This reissue also features some of the bonus tracks that had appeared on the limited five-record vinyl box set that Earache released for Need To Control, including some unlikely covers; there's the infamous cover of Pink Floyd's "Wish You Here" which is redone as "Wish You Were Here... Wish You'd Go Away", the first half of the song played surprisingly straight with spacey guitars and sung vocals, but then halfway through it, it turns into a total noisecore jam, random percussion and wailing fucked vokills and chaotic guitar noise, a weird almost Boredoms-like grind freakout.
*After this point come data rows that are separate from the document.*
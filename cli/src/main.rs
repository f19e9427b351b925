//! pdfstruct CLI - document structure reconstruction tool

use std::fs;
use std::path::{Path, PathBuf};
use std::time::Duration;

use clap::{Args, Parser, Subcommand};
use colored::Colorize;
use indicatif::{ProgressBar, ProgressStyle};

use pdfstruct::refine::{OpenAiRefiner, DEFAULT_MODEL};
use pdfstruct::render::{to_json, to_outline};
use pdfstruct::{
    CommandOcr, JsonFormat, OcrMode, PageSelection, ParseOptions, StructuredDocument, Structurer,
};

type CliResult<T> = Result<T, Box<dyn std::error::Error>>;

#[derive(Parser)]
#[command(name = "pdfstruct")]
#[command(version)]
#[command(
    about = "Reconstruct headings, sections and content placement from extracted PDF content",
    long_about = None
)]
struct Cli {
    /// Raw extraction dump (JSON)
    #[arg(value_name = "FILE")]
    input: Option<PathBuf>,

    /// Output file (stdout if not specified)
    #[arg(short, long, value_name = "FILE")]
    output: Option<PathBuf>,

    /// Enable debug logging
    #[arg(short, long, global = true)]
    verbose: bool,

    #[command(subcommand)]
    command: Option<Commands>,
}

#[derive(Subcommand)]
enum Commands {
    /// Structure a raw extraction dump and write JSON
    Parse(ParseArgs),

    /// Print the section outline
    Outline {
        /// Raw extraction dump (JSON)
        #[arg(value_name = "FILE")]
        input: PathBuf,
    },

    /// Show document information and structure statistics
    Info {
        /// Raw extraction dump (JSON)
        #[arg(value_name = "FILE")]
        input: PathBuf,
    },

    /// Show version information
    Version,
}

#[derive(Args)]
struct ParseArgs {
    /// Raw extraction dump (JSON)
    #[arg(value_name = "FILE")]
    input: PathBuf,

    /// Output file (stdout if not specified)
    #[arg(short, long, visible_alias = "out", value_name = "FILE")]
    output: Option<PathBuf>,

    /// Output compact JSON
    #[arg(long)]
    compact: bool,

    /// Page range (e.g., "1-5,8,10-12")
    #[arg(long, visible_alias = "page-range")]
    pages: Option<String>,

    /// Maximum number of pages to process
    #[arg(long)]
    max_pages: Option<usize>,

    /// OCR every page
    #[arg(long, conflicts_with = "ocr_if_needed")]
    ocr: bool,

    /// OCR only pages without text
    #[arg(long)]
    ocr_if_needed: bool,

    /// OCR program and arguments; {page} and {dpi} are substituted
    #[arg(long, value_name = "CMD")]
    ocr_command: Option<String>,

    /// Resolution for OCR rendering
    #[arg(long, default_value_t = 300)]
    dpi: u32,

    /// Refine the result with a chat model
    #[arg(long)]
    vision: bool,

    /// Model used for refinement
    #[arg(long, env = "PDFSTRUCT_MODEL", default_value = DEFAULT_MODEL)]
    model: String,

    /// API key for refinement
    #[arg(long, env = "OPENAI_API_KEY", hide_env_values = true)]
    api_key: Option<String>,

    /// Do not guess title and authors from the first page
    #[arg(long)]
    no_title_detect: bool,

    /// Disable parallel page processing
    #[arg(long)]
    sequential: bool,
}

impl ParseArgs {
    fn with_defaults(input: PathBuf, output: Option<PathBuf>) -> Self {
        Self {
            input,
            output,
            compact: false,
            pages: None,
            max_pages: None,
            ocr: false,
            ocr_if_needed: false,
            ocr_command: None,
            dpi: 300,
            vision: false,
            model: DEFAULT_MODEL.to_string(),
            api_key: std::env::var("OPENAI_API_KEY").ok(),
            no_title_detect: false,
            sequential: false,
        }
    }

    fn ocr_mode(&self) -> OcrMode {
        if self.ocr {
            OcrMode::Always
        } else if self.ocr_if_needed {
            OcrMode::IfNeeded
        } else {
            OcrMode::Never
        }
    }

    fn parse_options(&self) -> ParseOptions {
        let mut options = ParseOptions::new()
            .lenient()
            .with_ocr(self.ocr_mode())
            .with_ocr_dpi(self.dpi)
            .with_parallel(!self.sequential)
            .with_title_detection(!self.no_title_detect);
        if let Some(pages) = &self.pages {
            options = options.with_pages(PageSelection::parse(pages));
        }
        if let Some(max) = self.max_pages {
            options = options.with_max_pages(max);
        }
        options
    }

    fn structurer(&self) -> CliResult<Structurer> {
        let mut structurer = Structurer::new().with_options(self.parse_options());

        let mode = self.ocr_mode();
        if mode != OcrMode::Never {
            let command = self
                .ocr_command
                .as_deref()
                .ok_or("OCR requested but no --ocr-command given")?;
            let engine = CommandOcr::from_command_line(command.split_whitespace())?;
            structurer = structurer.with_ocr(engine, mode);
        }

        if self.vision {
            let key = self
                .api_key
                .as_deref()
                .filter(|k| !k.trim().is_empty())
                .ok_or("--vision requires OPENAI_API_KEY")?;
            let refiner = OpenAiRefiner::new(key)?.with_model(&self.model);
            structurer = structurer.with_refiner(refiner);
        }

        Ok(structurer)
    }
}

fn main() {
    let cli = Cli::parse();

    let level = if cli.verbose { "debug" } else { "warn" };
    env_logger::Builder::from_env(env_logger::Env::default().default_filter_or(level)).init();

    let result = match cli.command {
        Some(Commands::Parse(args)) => cmd_parse(&args),
        Some(Commands::Outline { input }) => cmd_outline(&input),
        Some(Commands::Info { input }) => cmd_info(&input),
        Some(Commands::Version) => {
            cmd_version();
            Ok(())
        }
        None => {
            // Default behavior: parse if input is provided
            if let Some(input) = cli.input {
                cmd_parse(&ParseArgs::with_defaults(input, cli.output))
            } else {
                println!("{}", "Usage: pdfstruct <FILE> [-o OUTPUT]".yellow());
                println!("       pdfstruct --help for more information");
                Ok(())
            }
        }
    };

    if let Err(e) = result {
        eprintln!("{}: {}", "Error".red().bold(), e);
        std::process::exit(1);
    }
}

fn spinner(message: &str) -> ProgressBar {
    let pb = ProgressBar::new_spinner();
    if let Ok(style) = ProgressStyle::default_spinner().template("{spinner:.green} {msg}") {
        pb.set_style(style);
    }
    pb.enable_steady_tick(Duration::from_millis(100));
    pb.set_message(message.to_string());
    pb
}

fn load(input: &Path) -> CliResult<StructuredDocument> {
    let structurer = Structurer::new().with_options(ParseOptions::new().lenient());
    Ok(structurer.parse_file(input)?)
}

fn cmd_parse(args: &ParseArgs) -> CliResult<()> {
    let structurer = args.structurer()?;

    let pb = args.output.as_ref().map(|_| spinner("Structuring document..."));
    let doc = structurer.parse_file(&args.input)?;

    let format = if args.compact {
        JsonFormat::Compact
    } else {
        JsonFormat::Pretty
    };
    let json = to_json(&doc, format)?;

    if let Some(pb) = pb {
        pb.finish_and_clear();
    }

    if let Some(path) = &args.output {
        fs::write(path, &json)?;
        let stats = doc.stats();
        println!(
            "{} {} ({} pages, {} sections)",
            "Saved to".green(),
            path.display(),
            stats.pages,
            stats.sections
        );
    } else {
        println!("{}", json);
    }

    Ok(())
}

fn cmd_outline(input: &Path) -> CliResult<()> {
    let doc = load(input)?;
    if doc.sections.is_empty() {
        println!("{}", "No sections found".yellow());
    } else {
        print!("{}", to_outline(&doc.sections));
    }
    Ok(())
}

fn cmd_info(input: &Path) -> CliResult<()> {
    let doc = load(input)?;
    let meta = &doc.meta;

    println!("{}", "Document Information".cyan().bold());
    println!("{}", "─".repeat(40).dimmed());

    println!("{}: {}", "File".bold(), input.display());
    println!("{}: {}", "Pages".bold(), meta.pages);

    if let Some(ref title) = meta.title {
        println!("{}: {}", "Title".bold(), title);
    }
    if !meta.authors.is_empty() {
        println!("{}: {}", "Authors".bold(), meta.authors.join(", "));
    }
    if let Some(ref creator) = meta.creator {
        println!("{}: {}", "Creator".bold(), creator);
    }
    if let Some(ref producer) = meta.producer {
        println!("{}: {}", "Producer".bold(), producer);
    }
    if let Some(created) = meta.created() {
        println!("{}: {}", "Created".bold(), created.format("%Y-%m-%d %H:%M:%S UTC"));
    }
    if let Some(modified) = meta.modified() {
        println!("{}: {}", "Modified".bold(), modified.format("%Y-%m-%d %H:%M:%S UTC"));
    }
    println!(
        "{}: {}",
        "Outline".bold(),
        if meta.toc.is_empty() {
            "none (sections inferred from headings)".to_string()
        } else {
            format!("{} entries", meta.toc.len())
        }
    );

    let stats = doc.stats();

    println!();
    println!("{}", "Structure Statistics".cyan().bold());
    println!("{}", "─".repeat(40).dimmed());

    println!("{}: {}", "Sections".bold(), stats.sections);
    println!("{}: {}", "Headings".bold(), stats.headings);
    println!("{}: {}", "Paragraphs".bold(), stats.paragraphs);
    println!("{}: {}", "Images".bold(), stats.images);
    println!("{}: {}", "Links".bold(), stats.links);
    println!(
        "{}: {} blocks, {} images, {} links",
        "Placed".bold(),
        stats.placed_blocks,
        stats.placed_images,
        stats.placed_links
    );
    if stats.unplaced() > 0 {
        println!("{}: {}", "Unplaced".yellow().bold(), stats.unplaced());
    }

    log::debug!("Stats: {}", serde_json::to_string(&stats)?);

    Ok(())
}

fn cmd_version() {
    println!("{} {}", "pdfstruct".cyan().bold(), env!("CARGO_PKG_VERSION"));
    println!("Document structure reconstruction tool");
    println!();
    println!("License: MIT");
}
There's a handful of turbulent grind jams like "Painted Clowns" and "Eggshells", as well as a killer cover of "Dethroned Emperor" by Celtic Frost, and it ends with the strange fractured noise/grind chaos of "Head Cheese", a garbled assault of feedback and piercing noise, deranged vocals and pulverizing sludge, another Boredoms-style experimental grind jam.

The ease with which Brutal Truth was able to flow from punishing grindcore to hardcore punk to industrial noise to crushing doom on Need To Control was brilliant, and the album remains one of the greatest experimental grind records ever, certainly one of our favorite extreme metal discs, encapsulating everything that we love about this band and about grind as an art form, making this an absolutely essential album for anyone into boundary-pushing, adventurous heavy music...

This UK version of the reissue is presented in an eight-panel digipack that includes a booklet with a great interview with BT singer Kevin Sharpe.